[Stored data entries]

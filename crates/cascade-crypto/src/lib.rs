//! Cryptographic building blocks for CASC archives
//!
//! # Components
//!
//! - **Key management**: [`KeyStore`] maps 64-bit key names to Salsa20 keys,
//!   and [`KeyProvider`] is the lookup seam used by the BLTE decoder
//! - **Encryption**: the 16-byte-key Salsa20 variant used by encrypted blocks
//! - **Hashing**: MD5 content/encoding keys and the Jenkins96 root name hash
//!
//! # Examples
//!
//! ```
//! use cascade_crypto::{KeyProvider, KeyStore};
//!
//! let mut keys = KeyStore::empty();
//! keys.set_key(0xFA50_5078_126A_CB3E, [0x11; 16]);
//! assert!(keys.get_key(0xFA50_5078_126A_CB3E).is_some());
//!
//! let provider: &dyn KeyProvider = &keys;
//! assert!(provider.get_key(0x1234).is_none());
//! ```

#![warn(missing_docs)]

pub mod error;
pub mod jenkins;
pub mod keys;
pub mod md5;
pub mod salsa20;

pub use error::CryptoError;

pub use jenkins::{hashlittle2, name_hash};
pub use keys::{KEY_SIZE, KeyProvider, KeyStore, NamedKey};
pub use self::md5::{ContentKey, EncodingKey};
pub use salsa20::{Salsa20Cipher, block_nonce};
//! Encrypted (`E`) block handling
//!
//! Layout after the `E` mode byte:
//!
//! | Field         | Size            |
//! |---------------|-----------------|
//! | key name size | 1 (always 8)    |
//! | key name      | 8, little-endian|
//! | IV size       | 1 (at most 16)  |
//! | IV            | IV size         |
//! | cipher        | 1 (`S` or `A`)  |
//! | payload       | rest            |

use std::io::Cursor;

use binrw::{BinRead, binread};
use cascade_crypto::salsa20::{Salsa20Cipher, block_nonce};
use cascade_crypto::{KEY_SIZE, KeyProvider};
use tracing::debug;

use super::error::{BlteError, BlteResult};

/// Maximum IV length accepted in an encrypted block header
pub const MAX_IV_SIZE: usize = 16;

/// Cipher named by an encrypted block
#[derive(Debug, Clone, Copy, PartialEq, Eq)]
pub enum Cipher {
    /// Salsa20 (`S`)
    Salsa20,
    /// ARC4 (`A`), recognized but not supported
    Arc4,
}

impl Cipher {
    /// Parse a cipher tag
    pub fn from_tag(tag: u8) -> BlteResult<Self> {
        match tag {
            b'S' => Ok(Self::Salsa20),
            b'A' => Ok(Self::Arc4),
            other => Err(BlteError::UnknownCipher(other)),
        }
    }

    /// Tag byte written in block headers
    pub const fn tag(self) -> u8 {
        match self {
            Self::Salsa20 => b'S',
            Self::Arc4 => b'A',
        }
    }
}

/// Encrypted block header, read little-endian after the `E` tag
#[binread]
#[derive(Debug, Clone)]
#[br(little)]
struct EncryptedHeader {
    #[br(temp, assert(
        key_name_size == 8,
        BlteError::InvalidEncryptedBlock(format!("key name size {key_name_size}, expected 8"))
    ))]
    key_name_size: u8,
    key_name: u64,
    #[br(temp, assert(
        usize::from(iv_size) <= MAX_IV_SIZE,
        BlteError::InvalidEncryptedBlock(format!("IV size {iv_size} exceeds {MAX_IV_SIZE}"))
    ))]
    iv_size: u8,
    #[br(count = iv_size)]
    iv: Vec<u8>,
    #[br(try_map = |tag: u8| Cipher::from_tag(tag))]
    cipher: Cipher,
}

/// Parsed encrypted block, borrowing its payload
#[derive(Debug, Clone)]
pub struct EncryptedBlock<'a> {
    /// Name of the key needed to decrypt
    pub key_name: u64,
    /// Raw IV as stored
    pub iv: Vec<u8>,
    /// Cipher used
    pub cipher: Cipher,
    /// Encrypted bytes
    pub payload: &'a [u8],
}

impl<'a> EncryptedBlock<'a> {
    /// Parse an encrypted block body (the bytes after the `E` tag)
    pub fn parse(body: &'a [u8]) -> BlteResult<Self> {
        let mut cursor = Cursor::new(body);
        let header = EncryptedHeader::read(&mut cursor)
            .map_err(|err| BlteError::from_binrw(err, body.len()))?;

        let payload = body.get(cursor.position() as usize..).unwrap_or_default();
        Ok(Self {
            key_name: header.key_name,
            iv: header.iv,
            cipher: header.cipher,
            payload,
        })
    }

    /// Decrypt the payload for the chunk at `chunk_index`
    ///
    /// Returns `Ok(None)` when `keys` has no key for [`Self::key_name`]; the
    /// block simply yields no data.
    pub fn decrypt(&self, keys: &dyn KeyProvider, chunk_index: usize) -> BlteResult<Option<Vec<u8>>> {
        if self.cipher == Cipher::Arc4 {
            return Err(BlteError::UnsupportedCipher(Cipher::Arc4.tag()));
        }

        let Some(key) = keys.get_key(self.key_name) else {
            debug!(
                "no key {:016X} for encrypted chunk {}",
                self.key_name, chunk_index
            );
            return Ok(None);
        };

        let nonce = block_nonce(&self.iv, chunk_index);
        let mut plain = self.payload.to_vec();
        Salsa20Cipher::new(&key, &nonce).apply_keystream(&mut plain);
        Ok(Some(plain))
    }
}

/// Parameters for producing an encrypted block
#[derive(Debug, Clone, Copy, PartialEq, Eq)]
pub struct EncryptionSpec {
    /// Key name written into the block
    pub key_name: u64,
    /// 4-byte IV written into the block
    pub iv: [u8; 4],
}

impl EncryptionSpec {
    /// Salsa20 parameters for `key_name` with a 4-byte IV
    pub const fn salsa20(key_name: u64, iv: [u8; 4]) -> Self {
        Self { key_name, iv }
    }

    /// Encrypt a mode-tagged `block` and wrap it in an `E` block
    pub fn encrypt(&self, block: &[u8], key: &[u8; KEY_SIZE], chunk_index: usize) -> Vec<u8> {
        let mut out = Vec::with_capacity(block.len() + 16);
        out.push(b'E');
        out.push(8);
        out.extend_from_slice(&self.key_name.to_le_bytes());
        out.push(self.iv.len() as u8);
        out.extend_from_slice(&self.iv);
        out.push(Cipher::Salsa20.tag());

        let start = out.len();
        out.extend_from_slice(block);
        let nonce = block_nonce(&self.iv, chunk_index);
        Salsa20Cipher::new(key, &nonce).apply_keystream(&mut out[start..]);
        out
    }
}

Activity: The expected answer is a copy of every line in the entries that holds the word "blocks".

Result of this task:
//! Cryptographic building blocks for CASC archives
//! - **Encryption**: the 16-byte-key Salsa20 variant used by encrypted blocks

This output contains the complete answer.